## Brief:
Each line that has the string "PendingList" must be copied from the records below.

[[ Task inputs, beginning ]]

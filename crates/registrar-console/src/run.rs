//! Executing parsed commands against a session

use crate::cli::Action;
use crate::output;
use anyhow::Context;
use registrar_model::{ErrorReport, RequestStatus, RequestType};
use registrar_sync::{views, DispatchOutcome, NoteForm, RefreshScope, Session};
use serde_json::{Map, Value};
use std::future::Future;
use std::io::Write;

fn failed(report: &ErrorReport) -> anyhow::Error {
    anyhow::anyhow!(output::error_report(report).trim_end().to_string())
}

/// Run one command, writing human readable output to `out`
///
/// # Errors
/// Backend failures are returned with their rendered error report.
pub async fn run<W: Write>(session: &Session, action: Action, out: &mut W) -> anyhow::Result<()> {
    match action {
        Action::Summary => summary(session, out).await,
        Action::Pending(request_type) => {
            let scope = RefreshScope::PendingList(request_type);
            session
                .enter_section(scope)
                .await
                .with_context(|| format!("loading {scope}"))?;
            let in_flight = session.dispatcher().in_flight_keys();
            let view = views::pending_list(session.registry(), request_type, &in_flight);
            write!(out, "{}", output::list(&view))?;
            Ok(())
        }
        Action::SetStatus {
            request_type,
            id,
            status,
            notes,
            epp_code,
        } => {
            let result = set_status(session, request_type, id, status, &notes, epp_code).await?;
            write!(out, "{}", output::outcome(&result))?;
            Ok(())
        }
        Action::Invoices => {
            session
                .enter_section(RefreshScope::InvoiceList)
                .await
                .context("loading invoices")?;
            let dispatcher = session.dispatcher();
            let rows: Vec<_> = session
                .registry()
                .invoices()
                .iter()
                .map(|invoice| views::invoice_row(invoice, dispatcher.is_invoice_in_flight(invoice.id)))
                .collect();
            write!(out, "{}", output::invoices(&rows))?;
            Ok(())
        }
        Action::MarkPaid(id) => {
            let invoice = session
                .dispatcher()
                .mark_invoice_paid(id)
                .await
                .map_err(|err| failed(&err.report()))?;
            writeln!(out, "Invoice {} is now {}", invoice.invoice_number, invoice.status)?;
            Ok(())
        }
        Action::CancelInvoice(id) => {
            let invoice = session
                .dispatcher()
                .cancel_invoice(id)
                .await
                .map_err(|err| failed(&err.report()))?;
            writeln!(out, "Invoice {} is now {}", invoice.invoice_number, invoice.status)?;
            Ok(())
        }
        Action::Tickets => {
            session
                .enter_section(RefreshScope::TicketList)
                .await
                .context("loading tickets")?;
            let tickets = session.registry().tickets();
            if tickets.is_empty() {
                writeln!(out, "No support tickets.")?;
                return Ok(());
            }
            let table = session.registry().table();
            let cards: Vec<_> = tickets
                .iter()
                .map(|t| views::request_card(t, table, session.dispatcher().is_in_flight(t.key()), false))
                .collect();
            write!(out, "{}", output::list(&views::ListView::Cards(cards)))?;
            Ok(())
        }
        Action::Ticket(id) => show_ticket(session, id, out).await,
        Action::Reply { id, message } => {
            session
                .enter_section(RefreshScope::TicketDetail(id))
                .await
                .with_context(|| format!("loading ticket #{id}"))?;
            session
                .dispatcher()
                .reply_to_ticket(id, &message)
                .await
                .map_err(|err| failed(&err.report()))?;
            show_ticket(session, id, out).await
        }
        Action::Notifications { .. } => {
            let center = session.notifications();
            center.open_panel().await.map_err(|err| failed(&err.report()))?;
            print_notifications(session, out)
        }
        Action::MarkRead(target) => {
            let center = session.notifications();
            center.fetch().await.map_err(|err| failed(&err.report()))?;
            match target {
                Some(id) => {
                    let link = center.mark_read(id).await.map_err(|err| failed(&err.report()))?;
                    match link {
                        Some(link) => writeln!(out, "Marked #{id} read ({link})")?,
                        None => writeln!(out, "Marked #{id} read")?,
                    }
                }
                None => {
                    center.mark_all_read().await.map_err(|err| failed(&err.report()))?;
                    writeln!(out, "All notifications marked read")?;
                }
            }
            writeln!(out, "Unread: {}", center.unread_count())?;
            Ok(())
        }
        Action::Logout => {
            session.logout().await.map_err(|err| failed(&err.report()))?;
            writeln!(out, "Logged out")?;
            Ok(())
        }
    }
}

async fn summary<W: Write>(session: &Session, out: &mut W) -> anyhow::Result<()> {
    // counters fall back to N/A when the summary cannot be loaded
    if let Err(err) = session.enter_section(RefreshScope::DashboardCounts).await {
        tracing::warn!(error = %err, "dashboard summary unavailable");
    }
    let counters = views::dashboard_counters(session.registry().summary().as_ref());
    write!(out, "{}", output::counters(&counters))?;

    session
        .enter_section(RefreshScope::RecentPending)
        .await
        .context("loading recent pending requests")?;
    let in_flight = session.dispatcher().in_flight_keys();
    writeln!(out, "\nRecent pending requests:")?;
    let overview = views::recent_overview(session.registry(), &in_flight, session.config().overview_limit);
    write!(out, "{}", output::list(&overview))?;
    Ok(())
}

/// Status change through the same form a button would open when the move
/// is one of the listed actions; otherwise a direct dispatch
async fn set_status(
    session: &Session,
    request_type: RequestType,
    id: u64,
    status: RequestStatus,
    notes: &str,
    epp_code: Option<String>,
) -> anyhow::Result<DispatchOutcome> {
    let scope = RefreshScope::PendingList(request_type);
    session
        .enter_section(scope)
        .await
        .with_context(|| format!("loading {scope}"))?;

    let registry = session.registry();
    let action = registry.find_by_id(request_type, id).and_then(|request| {
        registry
            .table()
            .action_for(request_type, request.status, status)
            .map(|action| NoteForm::for_action(&request, action))
    });

    let result = match action {
        Some(form) => {
            let mut form = form.with_notes(notes);
            if let Some(code) = epp_code {
                form = form.with_epp_code(code);
            }
            session.dispatcher().submit_note_form(&form).await
        }
        None => {
            tracing::debug!(%request_type, id, %status, "no listed action, dispatching directly");
            let mut extra = Map::new();
            if let Some(code) = epp_code.filter(|c| !c.trim().is_empty()) {
                extra.insert("epp_code".to_string(), Value::String(code.trim().to_string()));
            }
            session
                .dispatcher()
                .dispatch(id, request_type, status, notes.trim(), extra)
                .await
        }
    };
    result.map_err(|err| failed(&err.report()))
}

async fn show_ticket<W: Write>(session: &Session, id: u64, out: &mut W) -> anyhow::Result<()> {
    let scope = RefreshScope::TicketDetail(id);
    session
        .enter_section(scope)
        .await
        .with_context(|| format!("loading ticket #{id}"))?;
    let ticket = session
        .registry()
        .ticket_detail()
        .with_context(|| format!("ticket #{id} not found"))?;
    let busy = session.dispatcher().is_in_flight(ticket.key());
    let view = views::ticket_detail(&ticket, session.registry().table(), busy);
    write!(out, "{}", output::ticket(&view))?;
    session.leave_section(scope);
    Ok(())
}

fn print_notifications<W: Write>(session: &Session, out: &mut W) -> anyhow::Result<()> {
    let center = session.notifications();
    let badge = views::notification_badge(center.unread_count());
    let state = center.snapshot();
    let text = output::notifications(&badge, &views::notification_items(&state.items));
    write!(out, "{text}")?;
    Ok(())
}

/// Print notifications, then again on every change until `shutdown`
/// resolves
///
/// # Errors
/// Fails when the initial load fails or output cannot be written.
pub async fn watch_notifications<W, F>(session: &Session, out: &mut W, shutdown: F) -> anyhow::Result<()>
where
    W: Write,
    F: Future<Output = ()>,
{
    let center = session.notifications();
    let mut changes = center.watch();
    center.open_panel().await.map_err(|err| failed(&err.report()))?;
    let _ = changes.borrow_and_update();
    print_notifications(session, out)?;
    out.flush()?;

    session.start_polling();
    tokio::pin!(shutdown);
    loop {
        tokio::select! {
            () = &mut shutdown => break,
            changed = changes.changed() => {
                if changed.is_err() {
                    break;
                }
                let _ = changes.borrow_and_update();
                writeln!(out)?;
                print_notifications(session, out)?;
                out.flush()?;
            }
        }
    }
    session.poller().stop().await;
    center.close_panel();
    Ok(())
}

[[ Task inputs, end ]]

## Exercise answer:
            let scope = RefreshScope::PendingList(request_type);
    let scope = RefreshScope::PendingList(request_type);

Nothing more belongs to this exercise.